● WORK INSTRUCTIONS: The number of lines below containing the word "moved" is all that should be returned.

Stored data entries:

impl OverlayController {
    /// Build a controller around `host`, reading the persisted policy flag.
    /// An unreadable policy counts as active.
    pub fn new(host: Host) -> Self {
        let policy_active = host.policy.load().unwrap_or_else(|e| {
            warn!("Failed to load policy state, assuming active: {e}");
            true
        });
        let strips =
            ActivationWindowManager::new(Arc::clone(&host.windows), Arc::clone(&host.permission));

        Self {
            host,
            strips,
            inner: Mutex::new(ControllerInner {
                policy_active,
                config: None,
                entries_loaded: false,
                strip: None,
                already_registered: false,
                launcher: None,
                status: StatusBoard::default(),
            }),
        }
    }

    fn lock(&self) -> MutexGuard<'_, ControllerInner> {
        self.inner.lock().unwrap_or_else(|poisoned| {
            warn!("Controller lock poisoned, recovering");
            poisoned.into_inner()
        })
    }

    fn run(
        &self,
        trigger: &str,
        f: impl FnOnce(&Self, &mut ControllerInner) -> Result<()>,
    ) -> Result<LifecycleState> {
        let mut inner = self.lock();
        let before = inner.state();
        let result = f(self, &mut inner);
        let after = inner.state();

        if before != after {
            debug!("{trigger}: {before} -> {after}");
        }
        match result {
            Ok(()) => Ok(after),
            Err(e) => {
                error!("{trigger} failed in state {after}: {e}");
                Err(e)
            }
        }
    }

    #[must_use]
    pub fn state(&self) -> LifecycleState {
        self.lock().state()
    }

    #[must_use]
    pub fn status(&self) -> ControllerStatus {
        let inner = self.lock();
        ControllerStatus {
            state: inner.state(),
            policy_active: inner.policy_active,
            strip: inner
                .strip
                .as_ref()
                .filter(|s| s.is_attached())
                .map(ActivationWindowHandle::touch_target),
            permission_denied: inner.strip.as_ref().is_some_and(|s| !s.success()),
            entries_loaded: inner.entries_loaded,
            top_level_entries: inner.config.as_ref().map_or(0, |c| c.entries().len()),
        }
    }

    /// Snapshot currently handed to new launcher views
    #[must_use]
    pub fn current_config(&self) -> Option<Arc<ConfigSnapshot>> {
        self.lock().config.clone()
    }

    /// Run one command of the public command surface.
    ///
    /// # Errors
    ///
    /// Returns the error of the failed step; the controller stays usable.
    pub fn dispatch(&self, command: Command) -> Result<LifecycleState> {
        match command {
            Command::Launch => self.launch(),
            Command::NotifyDataChanged => self.notify_data_changed(),
            Command::NotifyConfigChanged => self.notify_config_changed(),
            Command::NotifyPermissionChanged => self.notify_permission_changed(),
            Command::EnsureActivationTappable => self.ensure_activation_tappable(),
            Command::Pause => self.pause(),
            Command::Play => self.play(),
        }
    }

    /// Bring the overlay in line with the policy flag.
    ///
    /// # Errors
    ///
    /// Returns an error if settings, the strip window or the entry tree
    /// cannot be set up.
    pub fn launch(&self) -> Result<LifecycleState> {
        self.run("launch", |c, inner| c.adapt_state(inner, false))
    }

    /// Drop the cached entry tree and launch with a full reload.
    ///
    /// # Errors
    ///
    /// See [`OverlayController::launch`].
    pub fn notify_data_changed(&self) -> Result<LifecycleState> {
        self.run("notify-data-changed", |c, inner| {
            inner.entries_loaded = false;
            c.adapt_state(inner, true)
        })
    }

    /// Reload settings, keep the loaded entries, rebuild the strip.
    ///
    /// # Errors
    ///
    /// Returns an error if the settings cannot be read or the strip cannot be
    /// attached.
    pub fn notify_config_changed(&self) -> Result<LifecycleState> {
        self.run("notify-config-changed", |c, inner| {
            c.reload_config_metadata(inner)?;
            c.reload_strip_if_active(inner)
        })
    }

    /// Retry attaching the strip after the overlay permission changed.
    ///
    /// # Errors
    ///
    /// Returns an error if the strip cannot be attached.
    pub fn notify_permission_changed(&self) -> Result<LifecycleState> {
        self.run("notify-permission-changed", Self::reload_strip_if_active)
    }

    /// Same as [`OverlayController::notify_permission_changed`].
    ///
    /// # Errors
    ///
    /// Returns an error if the strip cannot be attached.
    pub fn ensure_activation_tappable(&self) -> Result<LifecycleState> {
        self.run("ensure-activation-tappable", Self::reload_strip_if_active)
    }

    /// Persist the inactive policy and tear the overlay down.
    ///
    /// # Errors
    ///
    /// Never fails in practice; persistence failures are logged.
    pub fn pause(&self) -> Result<LifecycleState> {
        self.run("pause", |c, inner| {
            c.set_policy(inner, false);
            c.adapt_state(inner, false)
        })
    }

    /// Persist the active policy and bring the overlay up.
    ///
    /// # Errors
    ///
    /// See [`OverlayController::launch`].
    pub fn play(&self) -> Result<LifecycleState> {
        self.run("play", |c, inner| {
            c.set_policy(inner, true);
            c.adapt_state(inner, false)
        })
    }

    /// Touch on the strip: opens the launcher, or forwards the touch to the
    /// open launcher in its own coordinates.
    ///
    /// # Errors
    ///
    /// Returns an error if the entries or the launcher window cannot be set
    /// up; the launcher stays closed in that case.
    pub fn strip_touch(&self, event: TouchEvent) -> Result<LifecycleState> {
        self.run("strip-touch", |c, inner| c.handle_touch(inner, event))
    }

    /// The strip lost input focus, e.g. a system dialog came up.
    ///
    /// # Errors
    ///
    /// Never fails; removal errors are swallowed.
    pub fn strip_focus_lost(&self) -> Result<LifecycleState> {
        self.run("strip-focus-lost", |c, inner| {
            c.finish_launcher(inner);
            Ok(())
        })
    }

    /// The launcher view reported that it is done.
    ///
    /// # Errors
    ///
    /// Never fails; removal errors are swallowed.
    pub fn launcher_finished(&self) -> Result<LifecycleState> {
        self.run("launcher-finished", |c, inner| {
            c.finish_launcher(inner);
            Ok(())
        })
    }

    /// # Errors
    ///
    /// Never fails; removal errors are swallowed.
    pub fn screen_off(&self) -> Result<LifecycleState> {
        self.run("screen-off", |c, inner| {
            c.ensure_inactive(inner);
            Ok(())
        })
    }

    /// # Errors
    ///
    /// See [`OverlayController::launch`].
    pub fn screen_on(&self) -> Result<LifecycleState> {
        self.run("screen-on", |c, inner| c.adapt_state(inner, false))
    }

    /// Display orientation flipped: close the launcher and rebuild strip and
    /// entries for the new screen size.
    ///
    /// # Errors
    ///
    /// See [`OverlayController::launch`].
    pub fn orientation_changed(&self) -> Result<LifecycleState> {
        self.run("orientation-changed", |c, inner| {
            c.finish_launcher(inner);
            if inner.policy_active {
                c.ensure_active(inner, true)
            } else {
                inner.entries_loaded = false;
                Ok(())
            }
        })
    }

    /// Remove every window. The controller can be launched again afterwards.
    pub fn shutdown(&self) {
        let mut inner = self.lock();
        self.ensure_inactive(&mut inner);
        info!("Overlay shut down");
    }

    fn adapt_state(&self, inner: &mut ControllerInner, force: bool) -> Result<()> {
        let result = if inner.policy_active {
            self.ensure_active(inner, force)
        } else {
            self.ensure_inactive(inner);
            Ok(())
        };
        self.refresh_status(inner);
        result
    }

    fn ensure_active(&self, inner: &mut ControllerInner, force: bool) -> Result<()> {
        if !force && inner.already_registered {
            return Ok(());
        }
        self.ensure_config(inner, force)?;
        self.reload_strip(inner)?;
        self.ensure_data(inner, force)
    }

    fn ensure_inactive(&self, inner: &mut ControllerInner) {
        self.finish_launcher(inner);
        if let Some(handle) = inner.strip.take() {
            self.strips.remove(&handle);
        }
        inner.already_registered = false;
    }

    fn set_policy(&self, inner: &mut ControllerInner, active: bool) {
        inner.policy_active = active;
        if let Err(e) = self.host.policy.save(active) {
            warn!("Failed to persist policy state: {e}");
        }
    }

    fn refresh_status(&self, inner: &mut ControllerInner) {
        let notice = inner.status.notice(inner.policy_active);
        self.host.status.publish(&notice);
    }

    fn load_settings(&self) -> Result<ConfigSnapshot> {
        let settings: Settings = self.host.settings.load()?;
        Ok(ConfigSnapshot::from_settings(&settings))
    }

    fn ensure_config(&self, inner: &mut ControllerInner, force: bool) -> Result<()> {
        if !force && inner.config.is_some() {
            return Ok(());
        }

        let snapshot = match self.load_settings() {
            Ok(snapshot) => snapshot,
            Err(e) if inner.config.is_some() => {
                warn!("Keeping current configuration, reload failed: {e}");
                return Ok(());
            }
            Err(e) => {
                warn!("Using default settings, load failed: {e}");
                ConfigSnapshot::default()
            }
        };

        inner.config = Some(Arc::new(snapshot));
        inner.entries_loaded = false;
        Ok(())
    }

    fn reload_config_metadata(&self, inner: &mut ControllerInner) -> Result<()> {
        let Some(current) = inner.config.clone() else {
            return self.ensure_config(inner, false);
        };
        let snapshot = self.load_settings()?.carry_entries(&current);
        inner.config = Some(Arc::new(snapshot));
        Ok(())
    }

    fn current_snapshot(inner: &ControllerInner) -> Result<Arc<ConfigSnapshot>> {
        inner
            .config
            .clone()
            .ok_or_else(|| Error::Config("no configuration loaded".into()))
    }

    fn reload_strip_if_active(&self, inner: &mut ControllerInner) -> Result<()> {
        if !inner.policy_active {
            debug!("Policy inactive, strip stays down");
            return Ok(());
        }
        self.reload_strip(inner)
    }

    fn reload_strip(&self, inner: &mut ControllerInner) -> Result<()> {
        self.ensure_config(inner, false)?;
        let config = Self::current_snapshot(inner)?;
        let metrics = self.host.windows.display();

        let handle = self
            .strips
            .show_or_replace(inner.strip.as_ref(), &config, &metrics)?;
        if !handle.success() {
            info!("Overlay permission not granted, waiting for permission change");
        }
        inner.already_registered = handle.success();
        inner.strip = Some(handle);
        Ok(())
    }

    fn ensure_data(&self, inner: &mut ControllerInner, force: bool) -> Result<()> {
        self.ensure_config(inner, false)?;
        if force {
            inner.entries_loaded = false;
        }
        if inner.entries_loaded {
            return Ok(());
        }

        let mut root = Vec::new();
        self.host.entries.with_transaction(&mut |ctx| {
            root = ctx.load_root_content()?;
            Ok(())
        })?;

        let config = Self::current_snapshot(inner)?;
        let metrics = self.host.windows.display();
        let shaped = shape_entries(
            root,
            config.entry_height_px(&metrics),
            metrics.screen.height(),
            &config.overflow_folder_name,
        )?;

        info!("Loaded {} top-level entries", shaped.len());
        inner.config = Some(Arc::new(config.with_entries(shaped)));
        inner.entries_loaded = true;
        Ok(())
    }

    fn handle_touch(&self, inner: &mut ControllerInner, event: TouchEvent) -> Result<()> {
        let Some(strip_origin) = inner
            .strip
            .as_ref()
            .filter(|s| s.is_attached())
            .map(|s| s.touch_target().origin())
        else {
            debug!("Ignoring strip touch without a strip");
            return Ok(());
        };

        if let Some(launcher) = inner.launcher.as_mut() {
            let moved = translate(event, strip_origin, launcher.view.origin_on_screen());
            let status = launcher.view.handle_touch_event(moved.action, moved.x, moved.y);
            if status == ViewStatus::Finished {
                self.finish_launcher(inner);
            }
            return Ok(());
        }

        if event.action != TouchAction::Down {
            debug!("Ignoring {:?} on strip without an open launcher", event.action);
            return Ok(());
        }

        self.ensure_data(inner, false)?;
        let config = Self::current_snapshot(inner)?;

        let mut view = self.host.views.create();
        view.initialize(Arc::clone(&config));
        let window = self.host.windows.add_window(&WindowSpec::Launcher)?;
        let start = translate(event, strip_origin, view.origin_on_screen());
        let status = view.auto_start(&start);
        inner.launcher = Some(PresentedLauncher { window, view });
        info!("Launcher opened in window {window:?}");

        if config.vibrate_on_activation
            && let Err(e) = self.host.vibrator.vibrate(ACTIVATION_VIBRATION)
        {
            warn!("Activation vibration failed: {e}");
        }

        if status == ViewStatus::Finished {
            self.finish_launcher(inner);
        }
        Ok(())
    }

    fn finish_launcher(&self, inner: &mut ControllerInner) {
        let Some(launcher) = inner.launcher.take() else {
            return;
        };
        match self.host.windows.remove_window(launcher.window) {
            Ok(()) => debug!("Launcher window {:?} closed", launcher.window),
            Err(e) => warn!("Ignoring failure to close launcher window: {e}"),
        }
    }
}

● RESPONSE: 2